„Wie bei Dieben und Mördern“

■ SPD will Totalverweigerer generell ausliefern / Scherer hat „Asyl“ im Rathaus / Zehn DDR-Verweigerer ketteten sich an

Der untergetauchte und von der Auslieferung in den westdeutschen Knast bedrohte Wehrdiensttotalverweigerer Gerhard Scherer hat „friedenspolitisches Asyl“ im Rathaus Schöneberg gefunden. Scherer, der sich bisher im Ostteil der Stadt aufhielt, um der Verhaftung zu entgehen, wohnt seit gestern in den Fraktionsräumen der AL.

Vor der Presse wiesen die Totalverweigerer darauf hin, daß die SPD „Auslieferungen nun allgemein durchziehen“ wolle. Dies habe ein Gespräch der Totalverweigerer mit dem Staatssekretär für Inneres Detlef Borrmann (SPD) ergeben. Borrmann habe die Auffassung vertreten, daß die Amtshilfe von Berliner Behörden gegen Totalverweigerer eine „neutrale“ Amtshandlung sei, die nicht gegen den Status West-Berlins verstoße.

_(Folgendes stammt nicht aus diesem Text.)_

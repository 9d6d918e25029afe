//! Generic operation semantics
//!
//! The fully dynamic implementation of every operator and property access.
//! The interpreter uses these directly; compiled code falls back to them
//! wherever feedback did not justify a specialized representation, so both
//! tiers agree on results by construction.

use super::object::{JsArray, JsObject, ShapeTable};
use super::{Abrupt, Completion, Value};
use crate::bytecode::{BinaryOp, CompareOp, UnaryOp};
use crate::error::messages;
use std::sync::Arc;

/// Evaluate a binary operator
pub fn binary(op: BinaryOp, lhs: &Value, rhs: &Value) -> Value {
    match op {
        BinaryOp::Add => add(lhs, rhs),
        BinaryOp::Sub => Value::number(lhs.to_number() - rhs.to_number()),
        BinaryOp::Mul => Value::number(lhs.to_number() * rhs.to_number()),
        BinaryOp::Div => Value::number(lhs.to_number() / rhs.to_number()),
        BinaryOp::Mod => Value::number(lhs.to_number() % rhs.to_number()),
        BinaryOp::Exp => Value::number(pow(lhs.to_number(), rhs.to_number())),
        BinaryOp::BitOr => Value::Smi(lhs.to_int32() | rhs.to_int32()),
        BinaryOp::BitAnd => Value::Smi(lhs.to_int32() & rhs.to_int32()),
        BinaryOp::BitXor => Value::Smi(lhs.to_int32() ^ rhs.to_int32()),
        BinaryOp::Shl => Value::Smi(lhs.to_int32().wrapping_shl(shift_count(rhs))),
        BinaryOp::Sar => Value::Smi(lhs.to_int32() >> shift_count(rhs)),
        BinaryOp::Shr => Value::number(((lhs.to_int32() as u32) >> shift_count(rhs)) as f64),
    }
}

fn add(lhs: &Value, rhs: &Value) -> Value {
    match (lhs, rhs) {
        (Value::Smi(a), Value::Smi(b)) => match a.checked_add(*b) {
            Some(sum) => Value::Smi(sum),
            None => Value::Number(*a as f64 + *b as f64),
        },
        (a, b) if is_string_like(a) || is_string_like(b) => {
            let mut s = a.to_js_string();
            s.push_str(&b.to_js_string());
            Value::string(&s)
        }
        (a, b) => Value::number(a.to_number() + b.to_number()),
    }
}

/// Values whose primitive conversion for `+` is a string
fn is_string_like(v: &Value) -> bool {
    matches!(v, Value::Str(_) | Value::Object(_) | Value::Array(_) | Value::Function(_))
}

fn shift_count(v: &Value) -> u32 {
    (v.to_int32() as u32) & 31
}

fn pow(base: f64, exponent: f64) -> f64 {
    if exponent.is_nan() || (base.abs() == 1.0 && exponent.is_infinite()) {
        f64::NAN
    } else {
        base.powf(exponent)
    }
}

/// Evaluate a unary operator
pub fn unary(op: UnaryOp, operand: &Value) -> Value {
    match op {
        UnaryOp::Neg => match operand {
            Value::Smi(i) if *i != 0 && *i != i32::MIN => Value::Smi(-i),
            other => Value::number(-other.to_number()),
        },
        UnaryOp::Inc => match operand {
            Value::Smi(i) if *i < i32::MAX => Value::Smi(i + 1),
            other => Value::number(other.to_number() + 1.0),
        },
        UnaryOp::Dec => match operand {
            Value::Smi(i) if *i > i32::MIN => Value::Smi(i - 1),
            other => Value::number(other.to_number() - 1.0),
        },
        UnaryOp::BitNot => Value::Smi(!operand.to_int32()),
        UnaryOp::Not => Value::Bool(!operand.to_boolean()),
        UnaryOp::ToNumber => Value::number(operand.to_number()),
    }
}

/// Evaluate a comparison
pub fn compare(op: CompareOp, lhs: &Value, rhs: &Value) -> bool {
    match op {
        CompareOp::Eq => lhs.loose_equals(rhs),
        CompareOp::Ne => !lhs.loose_equals(rhs),
        CompareOp::StrictEq => lhs.strict_equals(rhs),
        CompareOp::StrictNe => !lhs.strict_equals(rhs),
        relational => {
            if let (Value::Str(a), Value::Str(b)) = (lhs, rhs) {
                return match relational {
                    CompareOp::Lt => a < b,
                    CompareOp::Le => a <= b,
                    CompareOp::Gt => a > b,
                    _ => a >= b,
                };
            }
            let (a, b) = (lhs.to_number(), rhs.to_number());
            match relational {
                CompareOp::Lt => a < b,
                CompareOp::Le => a <= b,
                CompareOp::Gt => a > b,
                _ => a >= b,
            }
        }
    }
}

/// `object.key`
pub fn get_named(shapes: &ShapeTable, object: &Value, key: &str) -> Completion<Value> {
    match object {
        Value::Object(obj) => Ok(obj.borrow().get(shapes, key)),
        Value::Array(arr) if key == "length" => Ok(Value::Smi(arr.borrow().len() as i32)),
        Value::Str(s) if key == "length" => Ok(Value::Smi(s.chars().count() as i32)),
        v if v.is_nullish() => Err(Abrupt::type_error(messages::cannot_read_property(
            key,
            v.type_name(),
        ))),
        _ => Ok(Value::Undefined),
    }
}

/// `object.key = value`
pub fn set_named(
    shapes: &mut ShapeTable,
    object: &Value,
    key: &Arc<str>,
    value: Value,
) -> Completion<()> {
    match object {
        Value::Object(obj) => {
            obj.borrow_mut().set(shapes, key, value);
            Ok(())
        }
        v if v.is_nullish() => Err(Abrupt::type_error(messages::cannot_set_property(
            key,
            v.type_name(),
        ))),
        _ => Ok(()),
    }
}

/// Integer element index, if `index` denotes one
pub fn element_index(index: &Value) -> Option<usize> {
    match index {
        Value::Smi(i) if *i >= 0 => Some(*i as usize),
        Value::Number(n) if *n >= 0.0 && n.fract() == 0.0 && *n < u32::MAX as f64 => {
            Some(*n as usize)
        }
        _ => None,
    }
}

/// `object[index]`
pub fn get_indexed(shapes: &ShapeTable, object: &Value, index: &Value) -> Completion<Value> {
    match (object, element_index(index)) {
        (Value::Array(arr), Some(i)) => Ok(arr.borrow().get(i).unwrap_or(Value::Undefined)),
        (Value::Str(s), Some(i)) => Ok(s
            .chars()
            .nth(i)
            .map(|c| Value::string(&c.to_string()))
            .unwrap_or(Value::Undefined)),
        (v, _) if v.is_nullish() => Err(Abrupt::type_error(messages::cannot_read_property(
            &index.to_js_string(),
            v.type_name(),
        ))),
        (v, _) => get_named(shapes, v, &index.to_js_string()),
    }
}

/// `object[index] = value`
pub fn set_indexed(
    shapes: &mut ShapeTable,
    object: &Value,
    index: &Value,
    value: Value,
) -> Completion<()> {
    match (object, element_index(index)) {
        (Value::Array(arr), Some(i)) => {
            arr.borrow_mut().set(i, value);
            Ok(())
        }
        (v, _) if v.is_nullish() => Err(Abrupt::type_error(messages::cannot_set_property(
            &index.to_js_string(),
            v.type_name(),
        ))),
        (v, _) => {
            let key: Arc<str> = Arc::from(index.to_js_string());
            set_named(shapes, v, &key, value)
        }
    }
}

/// Allocate an object literal; later duplicate keys overwrite earlier ones
pub fn new_object(shapes: &mut ShapeTable, keys: &[Arc<str>], values: Vec<Value>) -> Value {
    let mut object = JsObject::empty();
    for (key, value) in keys.iter().zip(values) {
        object.set(shapes, key, value);
    }
    Value::Object(object.into_ref())
}

/// Allocate an array literal
pub fn new_array(elements: Vec<Option<Value>>) -> Value {
    Value::Array(JsArray::new(elements).into_ref())
}

#[cfg(test)]
mod tests {
    use super::*;

    #[test]
    fn test_add_semantics() {
        assert_eq!(binary(BinaryOp::Add, &Value::Smi(1), &Value::Smi(2)), Value::Smi(3));
        assert!(matches!(
            binary(BinaryOp::Add, &Value::Smi(i32::MAX), &Value::Smi(1)),
            Value::Number(_)
        ));
        assert_eq!(
            binary(BinaryOp::Add, &Value::string("a"), &Value::Smi(1)),
            Value::string("a1")
        );
        assert_eq!(
            binary(BinaryOp::Add, &Value::Smi(1), &Value::Number(0.5)),
            Value::Number(1.5)
        );
    }

    #[test]
    fn test_numeric_coercion_of_junk_string_is_nan() {
        let result = binary(BinaryOp::Mul, &Value::string("abc"), &Value::Smi(2));
        assert!(result.to_number().is_nan());
        let result = binary(BinaryOp::Sub, &Value::Undefined, &Value::Smi(1));
        assert!(result.to_number().is_nan());
    }

    #[test]
    fn test_division_produces_doubles() {
        assert_eq!(binary(BinaryOp::Div, &Value::Smi(6), &Value::Smi(3)), Value::Smi(2));
        assert_eq!(binary(BinaryOp::Div, &Value::Smi(1), &Value::Smi(2)), Value::Number(0.5));
        assert!(matches!(
            binary(BinaryOp::Div, &Value::Smi(-1), &Value::Smi(0)),
            Value::Number(n) if n == f64::NEG_INFINITY
        ));
    }

    #[test]
    fn test_bitwise_semantics() {
        assert_eq!(binary(BinaryOp::Shr, &Value::Smi(-1), &Value::Smi(0)), Value::Number(4294967295.0));
        assert_eq!(binary(BinaryOp::Sar, &Value::Smi(-8), &Value::Smi(1)), Value::Smi(-4));
        assert_eq!(binary(BinaryOp::Shl, &Value::Smi(1), &Value::Smi(33)), Value::Smi(2));
        assert_eq!(unary(UnaryOp::BitNot, &Value::Smi(0)), Value::Smi(-1));
    }

    #[test]
    fn test_negation_of_zero_is_negative_zero() {
        assert!(matches!(unary(UnaryOp::Neg, &Value::Smi(0)), Value::Number(n) if n.is_sign_negative()));
    }

    #[test]
    fn test_compare() {
        assert!(compare(CompareOp::Lt, &Value::Smi(10), &Value::Smi(20)));
        assert!(compare(CompareOp::Ge, &Value::Smi(15), &Value::Smi(15)));
        assert!(!compare(CompareOp::Lt, &Value::Number(f64::NAN), &Value::Smi(1)));
        assert!(compare(CompareOp::Lt, &Value::string("a"), &Value::string("b")));
        assert!(compare(CompareOp::Eq, &Value::string("1"), &Value::Smi(1)));
        assert!(!compare(CompareOp::StrictEq, &Value::string("1"), &Value::Smi(1)));
    }

    #[test]
    fn test_property_access() {
        let mut shapes = ShapeTable::new();
        let obj = Value::Object(JsObject::empty().into_ref());
        let x: Arc<str> = Arc::from("x");
        set_named(&mut shapes, &obj, &x, Value::Smi(42)).unwrap();
        assert_eq!(get_named(&shapes, &obj, "x").unwrap(), Value::Smi(42));
        assert_eq!(get_named(&shapes, &obj, "y").unwrap(), Value::Undefined);
        assert!(matches!(get_named(&shapes, &Value::Undefined, "x"), Err(Abrupt::Throw(_))));
    }

    #[test]
    fn test_element_access() {
        let shapes = ShapeTable::new();
        let arr = new_array(vec![Some(Value::Smi(1)), None]);
        assert_eq!(get_indexed(&shapes, &arr, &Value::Smi(0)).unwrap(), Value::Smi(1));
        assert_eq!(get_indexed(&shapes, &arr, &Value::Smi(1)).unwrap(), Value::Undefined);
        assert_eq!(get_indexed(&shapes, &arr, &Value::Smi(9)).unwrap(), Value::Undefined);
        assert_eq!(get_named(&shapes, &arr, "length").unwrap(), Value::Smi(2));
    }
}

Laut Borrmann ist der Senat bei Totalverweigerern genauso zur Amtshilfe gezwungen, „wie bei Dieben und Mördern“.

Die Totalverweigerer vertreten hingegen nach wie vor die Auffassung, daß Scherer nicht ausgeliefert werden darf, weil er im Knast eine neue Einberufung erhält und somit ein Berliner Bürger der Wehrpflicht zugeführt werde. Die AL verurteilte die Auslieferung von Totalverweigerern als „skandalösen Anachronismus in Zeiten in denen in der DDR die Soldaten aus den Kasernen weglaufen“.

Ebenfalls gestern haben sich zehn Totalverweigerer aus der DDR im Aufgang des Rathauses Schöneberg an eine Säule gekettet. Die Protestierenden wurden von der Polizei von ihren Ketten geschnitten, von einigen wurden die Personalien aufgenommen. An der Aktion nahm auch Bärbel Bohley vom Neuen Forum teil. Sie versuchte vergeblich, ein Gespräch zwischen Bürgermeister Momper und Innensenator Petzold und Gerhard Scherer zu vermitteln.